//! Seams for the three external collaborators of the pipeline: text
//! extraction, linguistic scoring and the corpus archive.

use std::path::{Path, PathBuf};

use thiserror::Error;

use crate::DocumentStats;

#[derive(Error, Debug)]
pub enum BackendError {
    #[error("failed to open PDF: {0}")]
    OpenError(String),
    #[error("failed to extract text: {0}")]
    ExtractionError(String),
    #[error("IO error: {0}")]
    Io(#[from] std::io::Error),
}

/// Text pulled out of a document, page by page.
#[derive(Debug, Clone, Default, PartialEq, Eq)]
pub struct ExtractedText {
    pub text: String,
    pub pages: usize,
    /// Pages that could not be read and were skipped.
    pub failed_pages: usize,
}

/// Trait for document text extraction backends.
///
/// Implementations should skip pages they cannot read rather than fail the
/// whole document; an `Err` means the document could not be opened at all.
pub trait TextExtractor: Send {
    fn extract_text(&self, path: &Path) -> Result<ExtractedText, BackendError>;
}

#[derive(Error, Debug)]
pub enum ScoreError {
    #[error("text of length {length} exceeds maximum of {max_length}")]
    TooLong { length: usize, max_length: usize },
    #[error("scoring failed: {0}")]
    Other(String),
}

/// Counts produced by a linguistic tagger for one text.
#[derive(Debug, Clone, Copy, Default, PartialEq, Eq)]
pub struct LinguisticStats {
    pub sentences: u64,
    pub words: u64,
    pub verbs: u64,
    pub nouns: u64,
    pub punctuations: u64,
    pub symbols: u64,
}

/// A linguistic tagger. Instances are owned by a single worker.
pub trait Scorer: Send {
    /// Longest input (in characters) accepted by [`analyze`](Scorer::analyze).
    fn max_length(&self) -> usize;

    fn set_max_length(&mut self, max_length: usize);

    fn analyze(&mut self, text: &str) -> Result<LinguisticStats, ScoreError>;
}

#[derive(Error, Debug)]
pub enum ArchiveError {
    #[error("IO error: {0}")]
    Io(#[from] std::io::Error),
    #[error("serialization error: {0}")]
    Serialize(#[from] serde_json::Error),
    #[error("archive already committed")]
    Committed,
}

/// Append-only corpus writer.
pub trait ArchiveSink: Send {
    fn add(&mut self, text: &str, meta: &DocumentStats) -> Result<(), ArchiveError>;

    /// Flush and compress everything added so far into a single file and
    /// return its path. A sink with no records still produces a file.
    fn commit(&mut self) -> Result<PathBuf, ArchiveError>;
}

——————————

**Task requirements:** Above are the records; from them, give again exactly the lines from the one containing "use thiserror::Error;" through the one containing "Longest input (in", both included.

**Reply to the exercise:**
use thiserror::Error;

use crate::DocumentStats;

#[derive(Error, Debug)]
pub enum BackendError {
    #[error("failed to open PDF: {0}")]
    OpenError(String),
    #[error("failed to extract text: {0}")]
    ExtractionError(String),
    #[error("IO error: {0}")]
    Io(#[from] std::io::Error),
}

/// Text pulled out of a document, page by page.
#[derive(Debug, Clone, Default, PartialEq, Eq)]
pub struct ExtractedText {
    pub text: String,
    pub pages: usize,
    /// Pages that could not be read and were skipped.
    pub failed_pages: usize,
}

/// Trait for document text extraction backends.
///
/// Implementations should skip pages they cannot read rather than fail the
/// whole document; an `Err` means the document could not be opened at all.
pub trait TextExtractor: Send {
    fn extract_text(&self, path: &Path) -> Result<ExtractedText, BackendError>;
}

#[derive(Error, Debug)]
pub enum ScoreError {
    #[error("text of length {length} exceeds maximum of {max_length}")]
    TooLong { length: usize, max_length: usize },
    #[error("scoring failed: {0}")]
    Other(String),
}

/// Counts produced by a linguistic tagger for one text.
#[derive(Debug, Clone, Copy, Default, PartialEq, Eq)]
pub struct LinguisticStats {
    pub sentences: u64,
    pub words: u64,
    pub verbs: u64,
    pub nouns: u64,
    pub punctuations: u64,
    pub symbols: u64,
}

/// A linguistic tagger. Instances are owned by a single worker.
pub trait Scorer: Send {
    /// Longest input (in characters) accepted by [`analyze`](Scorer::analyze).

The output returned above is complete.